The older boy thought about it for a moment, asked , "Will it hurt?" and then stated firmly that he would do it.

The bone marrow transplant was a complete success, and the little boy recovered quickly. Waves of relief and joy washed over the family. The father noticed, however, that while the rest of the family was celebrating,his older son was looking sad, even depressed.He took him aside and asked why he wasn't happy, since his little brother was getting better. The boy said he WAS very glad his brother was getting better. So the father asked again, "Why are you so sad?" The boy replied, "When is it time for me to die?"

That's when the father realized what the boy actually had on his mind. The older boy believed in his heart of hearts that he had to give up his own life so that his little brother - whom he loved - could live.

When Jesus' Father in heaven suggested that Jesus go under the knife for our sake, it did mean his own death.

On their last night together, Jesus framed up a new standard of love when he washed his disciples' feet and said, "No one has greater love than this, to lay down one's life for one's friends." (John 15: 13) Then he went out into the night and demonstrated what he meant by that statement. Turning words into actions, he laid down his life for love of his friends by dying on the cross.

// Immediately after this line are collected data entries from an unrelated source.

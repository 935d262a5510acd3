//! Cluster management API contract.
//!
//! [`ClusterApi`] is what the driver consumes to read topology and to
//! provision buckets and exports. Authentication, wire format and retries
//! belong to the implementation (see [`crate::backend::nedge`]); the driver
//! only sees typed results and [`NdnfsError`] classifications.

use std::collections::HashMap;

use async_trait::async_trait;

use crate::error::NdnfsError;
use crate::types::{NedgeNfsVolume, NedgeService};

/// Storage-cluster management operations.
///
/// Implementations must classify failures: an already existing bucket or
/// serve entry is [`NdnfsError::Conflict`], a missing object is
/// [`NdnfsError::NotFound`], and every other failure is
/// [`NdnfsError::Backend`].
#[async_trait]
pub trait ClusterApi: Send + Sync {
    async fn list_clusters(&self) -> Result<Vec<String>, NdnfsError>;

    async fn list_tenants(&self, cluster: &str) -> Result<Vec<String>, NdnfsError>;

    /// All services, with network addresses but without exports populated.
    async fn list_services(&self) -> Result<Vec<NedgeService>, NdnfsError>;

    /// One service with network addresses and exports populated.
    async fn get_service(&self, name: &str) -> Result<NedgeService, NdnfsError>;

    /// Exports currently served by `service`.
    async fn list_nfs_volumes(&self, service: &str) -> Result<Vec<NedgeNfsVolume>, NdnfsError>;

    async fn is_bucket_exist(
        &self,
        cluster: &str,
        tenant: &str,
        bucket: &str,
    ) -> Result<bool, NdnfsError>;

    async fn create_bucket(
        &self,
        cluster: &str,
        tenant: &str,
        bucket: &str,
        chunk_size: u64,
        options: &HashMap<String, String>,
    ) -> Result<(), NdnfsError>;

    async fn delete_bucket(
        &self,
        cluster: &str,
        tenant: &str,
        bucket: &str,
        force: bool,
    ) -> Result<(), NdnfsError>;

    async fn set_bucket_quota(
        &self,
        cluster: &str,
        tenant: &str,
        bucket: &str,
        quota: u64,
    ) -> Result<(), NdnfsError>;

    async fn serve_bucket(
        &self,
        service: &str,
        cluster: &str,
        tenant: &str,
        bucket: &str,
    ) -> Result<(), NdnfsError>;

    async fn unserve_bucket(
        &self,
        service: &str,
        cluster: &str,
        tenant: &str,
        bucket: &str,
    ) -> Result<(), NdnfsError>;

    /// Set the NFS ACL of `tenant/bucket` on `service`; an empty `acl`
    /// clears it.
    async fn set_service_acl(
        &self,
        service: &str,
        tenant: &str,
        bucket: &str,
        acl: &str,
    ) -> Result<(), NdnfsError>;

    /// Liveness of the management API.
    async fn check_health(&self) -> Result<(), NdnfsError>;
}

John reports that after Jesus was raised, returning from the dead to the land of the living, he gathered his friends back in Galilee over a breakfast of grilled tilapia for one last sermon. Making an example of Peter, he asked, "Do you love me? Then follow me." (John 20:17, 19)

Peter isn't the only one called to follow Christ into the night, even to death.

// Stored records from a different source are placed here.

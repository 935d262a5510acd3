//! NexentaEdge management REST client.
//!
//! [`NedgeClient`] implements [`ClusterApi`] over the cluster's HTTP API
//! with basic authentication. Responses are decoded into the typed
//! envelopes below exactly once; the rest of the crate only sees
//! [`NedgeService`] and [`NedgeNfsVolume`].
//!
//! # Error mapping
//!
//! | Response | Error |
//! |---|---|
//! | body `code` = `RT_ERR_EXISTS` | [`NdnfsError::Conflict`] |
//! | HTTP 404 | [`NdnfsError::NotFound`] |
//! | body `code` = `EINVAL`, other HTTP status >= 400 | [`NdnfsError::Backend`] |

use std::collections::{BTreeMap, HashMap};
use std::time::Duration;

use async_trait::async_trait;
use reqwest::{Client, Method, StatusCode};
use serde::Deserialize;
use serde::de::DeserializeOwned;
use serde_json::{Value, json};
use tracing::{debug, info, instrument, warn};

use crate::cluster::ClusterApi;
use crate::error::NdnfsError;
use crate::types::{
    CHUNK_SIZE_BUCKET_OPTION, NedgeNfsVolume, NedgeService, SERVICE_KIND_NFS, SERVICE_STATUS_ENABLED,
};

const CODE_EXISTS: &str = "RT_ERR_EXISTS";
const CODE_INVALID: &str = "EINVAL";
const ACL_PARAM_PREFIX: &str = "X-NFS-ACL-";
const NETWORK_KEY_PREFIX: &str = "X-Container-Network-";
const CLIENT_NET_PREFIX: &str = "client-net --ip ";

/// Connection settings for [`NedgeClient`].
#[derive(Debug, Clone, PartialEq, Eq)]
pub struct NedgeClientConfig {
    /// Management API host name or address.
    pub address: String,
    pub port: u16,
    pub username: String,
    pub password: String,
    /// Per-request timeout.
    pub timeout: Duration,
}

impl NedgeClientConfig {
    pub const DEFAULT_PORT: u16 = 8080;
    pub const DEFAULT_TIMEOUT: Duration = Duration::from_secs(30);

    fn base_url(&self) -> String {
        format!("http://{}:{}/", self.address, self.port)
    }
}

// ---------------------------------------------------------------------------
// Wire types
// ---------------------------------------------------------------------------

/// Outer envelope of every management API response.
#[derive(Debug, Deserialize)]
struct Envelope<T> {
    response: Option<T>,
}

/// Error fields the API may set on any response.
#[derive(Debug, Default, Deserialize)]
struct ErrorBody {
    code: Option<String>,
    message: Option<String>,
}

#[derive(Debug, Deserialize)]
struct DataEnvelope<T> {
    data: Option<T>,
}

#[derive(Debug, Deserialize)]
struct SystemStatus {
    #[serde(rename = "restWorker")]
    rest_worker: Option<String>,
}

/// Properties of one service under `response.data`.
#[derive(Debug, Default, Deserialize)]
struct ServiceData {
    #[serde(rename = "X-Status", default)]
    status: String,
    #[serde(rename = "X-Service-Type", default)]
    kind: String,
    /// JSON-encoded nested array of `{"ip": "addr/prefix", ...}` objects.
    #[serde(rename = "X-VIPS")]
    vips: Option<String>,
    /// JSON-encoded string list, or a plain list on some API versions.
    #[serde(rename = "X-Service-Objects")]
    objects: Option<Value>,
    /// Remaining properties, including the `X-Container-Network-*` keys.
    #[serde(flatten)]
    extra: BTreeMap<String, Value>,
}

// ---------------------------------------------------------------------------
// Decoding
// ---------------------------------------------------------------------------

/// Classify an HTTP response into an error, if it is one.
fn check_response(status: StatusCode, body: &[u8], path: &str) -> Result<(), NdnfsError> {
    let err: ErrorBody = serde_json::from_slice(body).unwrap_or_default();
    let detail = || {
        err.message
            .clone()
            .unwrap_or_else(|| String::from_utf8_lossy(body).trim().to_owned())
    };

    match err.code.as_deref() {
        Some(CODE_EXISTS) => return Err(NdnfsError::Conflict(path.to_owned())),
        Some(CODE_INVALID) => {
            return Err(NdnfsError::Backend(format!("{path}: EINVAL: {}", detail())));
        }
        _ => {}
    }
    if status == StatusCode::NOT_FOUND {
        return Err(NdnfsError::NotFound(path.to_owned()));
    }
    if status.as_u16() >= 400 {
        return Err(NdnfsError::Backend(format!("{path}: {status}: {}", detail())));
    }
    Ok(())
}

/// Decode `X-Service-Objects` entries of the form
/// `<id>,<tenant/bucket>@<cluster/tenant/bucket>`. Malformed entries are
/// skipped.
fn parse_service_objects(service: &str, raw: &Value) -> Result<Vec<NedgeNfsVolume>, NdnfsError> {
    let entries: Vec<String> = match raw {
        Value::String(s) => serde_json::from_str(s)
            .map_err(|e| NdnfsError::Backend(format!("X-Service-Objects of {service}: {e}")))?,
        Value::Array(_) => serde_json::from_value(raw.clone())
            .map_err(|e| NdnfsError::Backend(format!("X-Service-Objects of {service}: {e}")))?,
        Value::Null => Vec::new(),
        other => {
            return Err(NdnfsError::Backend(format!(
                "X-Service-Objects of {service}: unexpected {other}"
            )));
        }
    };

    let mut volumes = Vec::with_capacity(entries.len());
    for entry in &entries {
        let parsed = entry
            .split_once(',')
            .and_then(|(_, object)| object.split_once('@'))
            .filter(|(share, path)| !share.is_empty() && path.split('/').count() == 3);
        match parsed {
            Some((share, path)) => volumes.push(NedgeNfsVolume {
                volume_id: format!("{service}@{path}"),
                backend_path: path.to_owned(),
                share_path: format!("/{share}"),
            }),
            None => debug!(service, entry = %entry, "skipping malformed service object"),
        }
    }
    Ok(volumes)
}

/// First `ip` in the JSON-encoded `X-VIPS` value, without its prefix length.
fn parse_vip(raw: &str) -> Option<String> {
    let groups: Vec<Value> = serde_json::from_str(raw).ok()?;
    groups
        .iter()
        .filter_map(Value::as_array)
        .flatten()
        .find_map(|item| item.get("ip").and_then(Value::as_str))
        .map(|ip| ip.split('/').next().unwrap_or(ip).to_owned())
        .filter(|ip| !ip.is_empty())
}

fn network_addresses(data: &ServiceData) -> Vec<String> {
    if let Some(vips) = &data.vips {
        return parse_vip(vips).into_iter().collect();
    }
    data.extra
        .iter()
        .filter(|(key, _)| key.starts_with(NETWORK_KEY_PREFIX))
        .filter_map(|(_, value)| value.as_str()?.strip_prefix(CLIENT_NET_PREFIX))
        .map(|addr| addr.trim().to_owned())
        .collect()
}

fn into_service(name: &str, data: &ServiceData) -> Result<NedgeService, NdnfsError> {
    let exports = match &data.objects {
        Some(raw) => parse_service_objects(name, raw)?,
        None => Vec::new(),
    };
    Ok(NedgeService {
        name: name.to_owned(),
        kind: data.kind.clone(),
        status: data.status.clone(),
        network_addresses: network_addresses(data),
        exports,
    })
}

// ---------------------------------------------------------------------------
// Client
// ---------------------------------------------------------------------------

/// HTTP client for the NexentaEdge management API.
#[derive(Debug, Clone)]
pub struct NedgeClient {
    http: Client,
    base_url: String,
    username: String,
    password: String,
}

impl NedgeClient {
    pub fn new(config: &NedgeClientConfig) -> Result<Self, NdnfsError> {
        let http = Client::builder()
            .timeout(config.timeout)
            .build()
            .map_err(NdnfsError::backend)?;
        Ok(Self {
            http,
            base_url: config.base_url(),
            username: config.username.clone(),
            password: config.password.clone(),
        })
    }

    /// Send a request and return the raw body once the status and error
    /// code have been checked.
    async fn send(
        &self,
        method: Method,
        path: &str,
        body: Option<Value>,
    ) -> Result<Vec<u8>, NdnfsError> {
        let path = path.trim_start_matches('/');
        let url = format!("{}{path}", self.base_url);
        debug!(%method, %url, "nedge request");

        let mut request = self
            .http
            .request(method, &url)
            .basic_auth(&self.username, Some(&self.password));
        if let Some(body) = body {
            request = request.json(&body);
        }

        let response = request.send().await.map_err(NdnfsError::backend)?;
        let status = response.status();
        let bytes = response.bytes().await.map_err(NdnfsError::backend)?;
        check_response(status, &bytes, path)?;
        Ok(bytes.to_vec())
    }

    /// GET `path` and decode `response` from the envelope, if present.
    async fn fetch_optional<T: DeserializeOwned>(&self, path: &str) -> Result<Option<T>, NdnfsError> {
        let body = self.send(Method::GET, path, None).await?;
        let envelope: Envelope<T> = serde_json::from_slice(&body)
            .map_err(|e| NdnfsError::Backend(format!("{path}: malformed response: {e}")))?;
        Ok(envelope.response)
    }

    async fn fetch<T: DeserializeOwned>(&self, path: &str) -> Result<T, NdnfsError> {
        self.fetch_optional(path)
            .await?
            .ok_or_else(|| NdnfsError::Backend(format!("{path}: response object missing")))
    }

    async fn fetch_service_data(&self, name: &str) -> Result<ServiceData, NdnfsError> {
        let path = format!("service/{name}");
        let envelope: DataEnvelope<ServiceData> = self.fetch(&path).await?;
        envelope
            .data
            .ok_or_else(|| NdnfsError::Backend(format!("{path}: response.data missing")))
    }

    async fn list_buckets(&self, cluster: &str, tenant: &str) -> Result<Vec<String>, NdnfsError> {
        // An empty tenant answers without a response object.
        let buckets = self
            .fetch_optional(&format!("clusters/{cluster}/tenants/{tenant}/buckets"))
            .await?;
        Ok(buckets.unwrap_or_default())
    }
}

Something in each of us has to die in order for Christ to reign in our lives more completely. What will that be for you, for me? When will we stand up to systematic injustice and live our lives differently? When will we re-shuffle our priorities, living simply so that others may simply live, loving the life we've been given in its fullness?

The story on this Friday we call "good" is a story that we struggle to describe, struggle to understand, struggle to believe.

It is a story, after all, about the death of God. And, most disturbing and yet most wonderful of all, it is a story about our own crucifixion and death. And our own rising to new life.

In the end, perhaps the language of paradox is the best we can do to measure the mystery of what God has accomplished for us on the cross.

What appears to be foolishness, is in fact wisdom. hat which seems senseless, offensive, even, is the power to save. God dies and this brings life. From his brokenness comes our wholeness. The block we stumble over is the cornerstone. The one who knows no sin becomes sin for our sake. Forsaken, yet one with God. Unprotected - yet in this weakness, embodying the power of God...Humbled, shamed, defeated - yet glorified. The One who is deformed by torture and execution, Re-forms us in beautiful newness.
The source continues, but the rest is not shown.